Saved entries
■ ■ ■
use crate::error::{MonitorError, MonitorResult};
use crate::features::{FeatureVector, FEATURE_COUNT, FEATURE_NAMES};
use crate::lightgbm::LightGbmClassifier;
use log::info;
use serde::Deserialize;
use std::fmt;
use std::fs;
use std::path::Path;

pub const SCALER_FILE: &str = "scaler.json";
pub const LOGISTIC_MODEL_FILE: &str = "logistic_model.json";
pub const LIGHTGBM_MODEL_FILE: &str = "lightgbm_model.txt";

const EPSILON: f64 = 1e-12;

/// Feature normalisation applied before the classifier sees a row.
pub trait FeatureScaler {
    fn transform(&self, features: &[f64]) -> MonitorResult<Vec<f64>>;
}

/// Binary classifier exposing the probability of the positive class.
pub trait ProbabilisticClassifier {
    fn num_features(&self) -> usize;
    fn predict_probability(&self, features: &[f64]) -> MonitorResult<f64>;
}

#[derive(Debug, Clone, Copy, PartialEq, Eq)]
pub enum ClassifierKind {
    Logistic,
    LightGbm,
}

impl ClassifierKind {
    pub fn parse(raw: &str) -> Option<Self> {
        match raw.trim().to_ascii_lowercase().as_str() {
            "logistic" | "logit" => Some(Self::Logistic),
            "lightgbm" | "lgbm" => Some(Self::LightGbm),
            _ => None,
        }
    }

    pub fn label(self) -> &'static str {
        match self {
            Self::Logistic => "logistic regression",
            Self::LightGbm => "LightGBM",
        }
    }
}

fn shape_mismatch(expected: impl fmt::Display, found: impl fmt::Display) -> MonitorError {
    MonitorError::FeatureShapeMismatch {
        expected: expected.to_string(),
        found: found.to_string(),
    }
}

fn check_arity(expected: usize, features: &[f64]) -> MonitorResult<()> {
    if features.len() != expected {
        return Err(shape_mismatch(
            format!("{expected} feature(s)"),
            format!("{} feature(s)", features.len()),
        ));
    }
    Ok(())
}

/// Artifacts may name their columns; when they do, the names must match the
/// canonical order exactly.
fn check_feature_names(names: Option<&[String]>) -> MonitorResult<()> {
    let Some(names) = names else {
        return Ok(());
    };
    let matches = names.len() == FEATURE_COUNT
        && names
            .iter()
            .zip(FEATURE_NAMES.iter())
            .all(|(name, expected)| name == expected);
    if !matches {
        return Err(shape_mismatch(FEATURE_NAMES.join(","), names.join(",")));
    }
    Ok(())
}

fn read_artifact(path: &Path) -> MonitorResult<String> {
    fs::read_to_string(path).map_err(|err| {
        MonitorError::ModelUnavailable(format!("failed to read {}: {err}", path.display()))
    })
}

fn parse_json_artifact<T: for<'de> Deserialize<'de>>(path: &Path) -> MonitorResult<T> {
    let text = read_artifact(path)?;
    serde_json::from_str(&text).map_err(|err| {
        MonitorError::ModelUnavailable(format!("failed to parse {}: {err}", path.display()))
    })
}

/// `(x - mean) / scale`, the layout of a fitted standard scaler.
#[derive(Debug, Clone, PartialEq, Deserialize)]
pub struct StandardScaler {
    #[serde(default)]
    pub feature_names: Option<Vec<String>>,
    pub mean: Vec<f64>,
    pub scale: Vec<f64>,
}

impl StandardScaler {
    pub fn from_path(path: impl AsRef<Path>) -> MonitorResult<Self> {
        let scaler: Self = parse_json_artifact(path.as_ref())?;
        scaler.validate()?;
        Ok(scaler)
    }

    pub fn validate(&self) -> MonitorResult<()> {
        if self.mean.len() != self.scale.len() {
            return Err(MonitorError::ModelUnavailable(format!(
                "scaler has {} mean(s) but {} scale(s)",
                self.mean.len(),
                self.scale.len()
            )));
        }
        check_feature_names(self.feature_names.as_deref())?;
        if self.mean.len() != FEATURE_COUNT {
            return Err(shape_mismatch(
                format!("{FEATURE_COUNT} feature(s)"),
                format!("scaler fitted on {} feature(s)", self.mean.len()),
            ));
        }
        Ok(())
    }
}

impl FeatureScaler for StandardScaler {
    fn transform(&self, features: &[f64]) -> MonitorResult<Vec<f64>> {
        check_arity(self.mean.len(), features)?;
        Ok(features
            .iter()
            .zip(self.mean.iter().zip(self.scale.iter()))
            .map(|(value, (mean, scale))| {
                let scale = if scale.abs() <= EPSILON { 1.0 } else { *scale };
                (value - mean) / scale
            })
            .collect())
    }
}

/// Pass-through scaler for models trained on raw features.
#[derive(Debug, Clone, Copy, Default)]
pub struct IdentityScaler;

impl FeatureScaler for IdentityScaler {
    fn transform(&self, features: &[f64]) -> MonitorResult<Vec<f64>> {
        Ok(features.to_vec())
    }
}

#[derive(Debug, Clone, PartialEq, Deserialize)]
pub struct LogisticRegression {
    #[serde(default)]
    pub feature_names: Option<Vec<String>>,
    pub coefficients: Vec<f64>,
    pub intercept: f64,
}

impl LogisticRegression {
    pub fn from_path(path: impl AsRef<Path>) -> MonitorResult<Self> {
        let model: Self = parse_json_artifact(path.as_ref())?;
        check_feature_names(model.feature_names.as_deref())?;
        if model.coefficients.len() != FEATURE_COUNT {
            return Err(shape_mismatch(
                format!("{FEATURE_COUNT} feature(s)"),
                format!("model trained on {} feature(s)", model.coefficients.len()),
            ));
        }
        Ok(model)
    }
}

impl ProbabilisticClassifier for LogisticRegression {
    fn num_features(&self) -> usize {
        self.coefficients.len()
    }

    fn predict_probability(&self, features: &[f64]) -> MonitorResult<f64> {
        check_arity(self.coefficients.len(), features)?;
        let logit = self.intercept
            + self
                .coefficients
                .iter()
                .zip(features.iter())
                .map(|(coef, value)| coef * value)
                .sum::<f64>();
        Ok(1.0 / (1.0 + (-logit).exp()))
    }
}

/// Scaler + classifier pair turning a feature vector into a score in [0, 1].
pub struct ScoringModel {
    scaler: Box<dyn FeatureScaler>,
    classifier: Box<dyn ProbabilisticClassifier>,
}

impl ScoringModel {
    pub fn new(
        scaler: Box<dyn FeatureScaler>,
        classifier: Box<dyn ProbabilisticClassifier>,
    ) -> MonitorResult<Self> {
        if classifier.num_features() != FEATURE_COUNT {
            return Err(shape_mismatch(
                format!("{FEATURE_COUNT} feature(s)"),
                format!("classifier expects {} feature(s)", classifier.num_features()),
            ));
        }
        Ok(Self { scaler, classifier })
    }

    /// Loads the artifacts for `kind` from `model_dir`.
    pub fn load(model_dir: impl AsRef<Path>, kind: ClassifierKind) -> MonitorResult<Self> {
        let model_dir = model_dir.as_ref();
        let scaler_path = model_dir.join(SCALER_FILE);

        let model = match kind {
            ClassifierKind::Logistic => {
                let scaler = StandardScaler::from_path(&scaler_path)?;
                let classifier = LogisticRegression::from_path(model_dir.join(LOGISTIC_MODEL_FILE))?;
                Self::new(Box::new(scaler), Box::new(classifier))?
            }
            ClassifierKind::LightGbm => {
                let scaler: Box<dyn FeatureScaler> = if scaler_path.exists() {
                    Box::new(StandardScaler::from_path(&scaler_path)?)
                } else {
                    Box::new(IdentityScaler)
                };
                let text = read_artifact(&model_dir.join(LIGHTGBM_MODEL_FILE))?;
                let classifier = LightGbmClassifier::from_model_text(&text)?;
                Self::new(scaler, Box::new(classifier))?
            }
        };

        info!(
            "Loaded {} model from {}",
            kind.label(),
            model_dir.display()
        );
        Ok(model)
    }

    pub fn score(&self, features: &FeatureVector) -> MonitorResult<f64> {
        check_arity(FEATURE_COUNT, &features.values)?;
        let normalized = self.scaler.transform(&features.values)?;
        let probability = self.classifier.predict_probability(&normalized)?;
        if !probability.is_finite() {
            return Err(MonitorError::ModelUnavailable(format!(
                "classifier produced a non-finite probability ({probability})"
            )));
        }
        Ok(probability.clamp(0.0, 1.0))
    }
}

#[cfg(test)]
mod tests {
    use super::*;
    use std::fs;

    fn write(dir: &Path, name: &str, body: &str) {
        fs::write(dir.join(name), body).unwrap();
    }

    fn vector(values: [f64; FEATURE_COUNT]) -> FeatureVector {
        FeatureVector {
            values: values.to_vec(),
        }
    }

    #[test]
    fn standard_scaler_centres_and_scales() {
        let scaler = StandardScaler {
            feature_names: None,
            mean: vec![1.0, 0.0, 0.0, 0.0, 0.0, 2.0],
            scale: vec![2.0, 1.0, 1.0, 1.0, 0.0, 4.0],
        };
        let out = scaler.transform(&[3.0, 1.0, 1.0, 1.0, 5.0, 2.0]).unwrap();
        assert_eq!(out, vec![1.0, 1.0, 1.0, 1.0, 5.0, 0.0]);
        assert!(scaler.transform(&[1.0]).is_err());
    }

    #[test]
    fn logistic_probability_of_zero_logit_is_half() {
        let model = LogisticRegression {
            feature_names: None,
            coefficients: vec![1.0; FEATURE_COUNT],
            intercept: 0.0,
        };
        let p = model.predict_probability(&[0.0; FEATURE_COUNT]).unwrap();
        assert!((p - 0.5).abs() < 1e-12);
        let high = model.predict_probability(&[5.0; FEATURE_COUNT]).unwrap();
        assert!(high > 0.99);
    }

    #[test]
    fn load_reads_logistic_artifacts() {
        let dir = tempfile::tempdir().unwrap();
        write(
            dir.path(),
            SCALER_FILE,
            r#"{"mean":[0,0,0,0,0,0],"scale":[1,1,1,1,1,1]}"#,
        );
        write(
            dir.path(),
            LOGISTIC_MODEL_FILE,
            r#"{"feature_names":["return","return_3m","return_6m","volatility_6m","zscore_lag1","zscore_rel_lag1"],
                "coefficients":[0,0,0,0,-1,0],"intercept":0}"#,
        );

        let model = ScoringModel::load(dir.path(), ClassifierKind::Logistic).unwrap();
        let score = model.score(&vector([0.0, 0.0, 0.0, 0.0, -2.0, 0.0])).unwrap();
        assert!((score - 1.0 / (1.0 + (-2.0f64).exp())).abs() < 1e-12);
    }

    #[test]
    fn missing_artifacts_are_model_unavailable() {
        let dir = tempfile::tempdir().unwrap();
        let err = ScoringModel::load(dir.path(), ClassifierKind::Logistic)
            .err()
            .unwrap();
        assert!(matches!(err, MonitorError::ModelUnavailable(_)));
        assert!(err.is_fatal());
    }

    #[test]
    fn reordered_feature_names_are_rejected() {
        let dir = tempfile::tempdir().unwrap();
        write(
            dir.path(),
            SCALER_FILE,
            r#"{"feature_names":["return_3m","return","return_6m","volatility_6m","zscore_lag1","zscore_rel_lag1"],
                "mean":[0,0,0,0,0,0],"scale":[1,1,1,1,1,1]}"#,
        );
        let err = StandardScaler::from_path(dir.path().join(SCALER_FILE)).unwrap_err();
        assert!(matches!(err, MonitorError::FeatureShapeMismatch { .. }));
    }

    #[test]
    fn classifier_with_wrong_arity_is_rejected() {
        let classifier = LogisticRegression {
            feature_names: None,
            coefficients: vec![1.0; 4],
            intercept: 0.0,
        };
        let err = ScoringModel::new(Box::new(IdentityScaler), Box::new(classifier))
            .err()
            .unwrap();
        assert!(matches!(err, MonitorError::FeatureShapeMismatch { .. }));
    }

    #[test]
    fn classifier_kind_parses_aliases() {
        assert_eq!(ClassifierKind::parse(" LightGBM "), Some(ClassifierKind::LightGbm));
        assert_eq!(ClassifierKind::parse("logit"), Some(ClassifierKind::Logistic));
        assert_eq!(ClassifierKind::parse("svm"), None);
    }
}
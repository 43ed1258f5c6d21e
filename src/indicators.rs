use crate::error::{MonitorError, MonitorResult};
use crate::models::{PriceSeries, ReturnSeries};
use chrono::NaiveDate;
use statrs::statistics::Statistics;

/// Dispersion at or below this fraction of the window's largest magnitude is
/// treated as zero. Relative, so rescaling a series never changes the outcome.
const RELATIVE_DISPERSION_FLOOR: f64 = 1e-12;

/// Period-over-period simple returns, `price_t / price_{t-1} - 1`.
///
/// A series with fewer than two months yields an empty return series. A
/// period whose start or end month has no price is `None`.
pub fn simple_returns(series: &PriceSeries) -> ReturnSeries {
    let (dates, values): (Vec<NaiveDate>, Vec<Option<f64>>) = series
        .points
        .windows(2)
        .map(|pair| {
            let value = match (pair[0].close, pair[1].close) {
                (Some(previous), Some(current)) => Some(current / previous - 1.0),
                _ => None,
            };
            (pair[1].date, value)
        })
        .unzip();

    ReturnSeries {
        symbol: series.symbol.clone(),
        dates,
        values,
    }
}

/// Asset-minus-benchmark return differential on the asset's dates.
///
/// Dates the benchmark does not cover, or where either return is undefined,
/// are `None`. Fails only when the two series share no date at all.
pub fn relative_returns(
    asset: &ReturnSeries,
    benchmark: &ReturnSeries,
) -> MonitorResult<Vec<Option<f64>>> {
    let positions: Vec<Option<usize>> = asset
        .dates
        .iter()
        .map(|date| benchmark.position_of(*date))
        .collect();

    if !asset.is_empty() && positions.iter().all(Option::is_none) {
        return Err(MonitorError::MisalignedSeries {
            asset: asset.symbol.clone(),
            benchmark: benchmark.symbol.clone(),
        });
    }

    Ok(asset
        .values
        .iter()
        .zip(positions)
        .map(|(value, position)| Some((*value)? - benchmark.values[position?]?))
        .collect())
}

fn rolling_slice<T>(data: &[T], end_idx: usize, window: usize) -> Option<&[T]> {
    if window == 0 || end_idx + 1 < window || end_idx >= data.len() {
        None
    } else {
        Some(&data[end_idx + 1 - window..=end_idx])
    }
}

/// Collects a full window, or nothing if any slot inside it is undefined.
fn defined_window(data: &[Option<f64>], end_idx: usize, window: usize) -> Option<Vec<f64>> {
    rolling_slice(data, end_idx, window)?
        .iter()
        .copied()
        .collect::<Option<Vec<f64>>>()
}

pub fn rolling_mean(data: &[Option<f64>], window: usize) -> Vec<Option<f64>> {
    (0..data.len())
        .map(|idx| defined_window(data, idx, window).map(|values| values.iter().mean()))
        .collect()
}

/// Trailing sample standard deviation; needs at least two points per window.
pub fn rolling_std(data: &[Option<f64>], window: usize) -> Vec<Option<f64>> {
    (0..data.len())
        .map(|idx| {
            if window < 2 {
                return None;
            }
            defined_window(data, idx, window).map(|values| values.iter().std_dev())
        })
        .collect()
}

/// `(x_t - mean_t) / std_t` over a trailing window that includes `x_t`.
///
/// Positions before the first full window, windows with an undefined value and
/// windows without dispersion are `None`.
pub fn rolling_zscore(data: &[Option<f64>], window: usize) -> Vec<Option<f64>> {
    let means = rolling_mean(data, window);
    let stds = rolling_std(data, window);

    (0..data.len())
        .map(|idx| {
            let value = data[idx]?;
            let (mean, std) = (means[idx]?, stds[idx]?);
            let magnitude = defined_window(data, idx, window)?
                .iter()
                .fold(0.0_f64, |acc, value| acc.max(value.abs()));
            (std.is_finite() && std > magnitude * RELATIVE_DISPERSION_FLOOR)
                .then(|| (value - mean) / std)
        })
        .collect()
}

/// Absolute z-score of a return series.
pub fn absolute_zscores(returns: &ReturnSeries, window: usize) -> Vec<Option<f64>> {
    rolling_zscore(&returns.values, window)
}

/// Z-score of the asset-minus-benchmark differential, aligned with `asset`.
pub fn relative_zscores(
    asset: &ReturnSeries,
    benchmark: &ReturnSeries,
    window: usize,
) -> MonitorResult<Vec<Option<f64>>> {
    let differential = relative_returns(asset, benchmark)?;
    Ok(rolling_zscore(&differential, window))
}

/// Product of `(1 + r)` over the trailing window ending at `end_idx`, minus one.
pub fn compounded_return(values: &[Option<f64>], end_idx: usize, window: usize) -> Option<f64> {
    let window_values = defined_window(values, end_idx, window)?;
    Some(window_values.iter().fold(1.0, |acc, value| acc * (1.0 + value)) - 1.0)
}

/// Sample standard deviation of the trailing window ending at `end_idx`.
pub fn trailing_std(values: &[Option<f64>], end_idx: usize, window: usize) -> Option<f64> {
    if window < 2 {
        return None;
    }
    let std = defined_window(values, end_idx, window)?.iter().std_dev();
    std.is_finite().then_some(std)
}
■ ■ ■
#### [What to work on]
Only one thing belongs in the answer: the number of lines of the data that contain the string "undefined".

#### [Output of the exercise]
3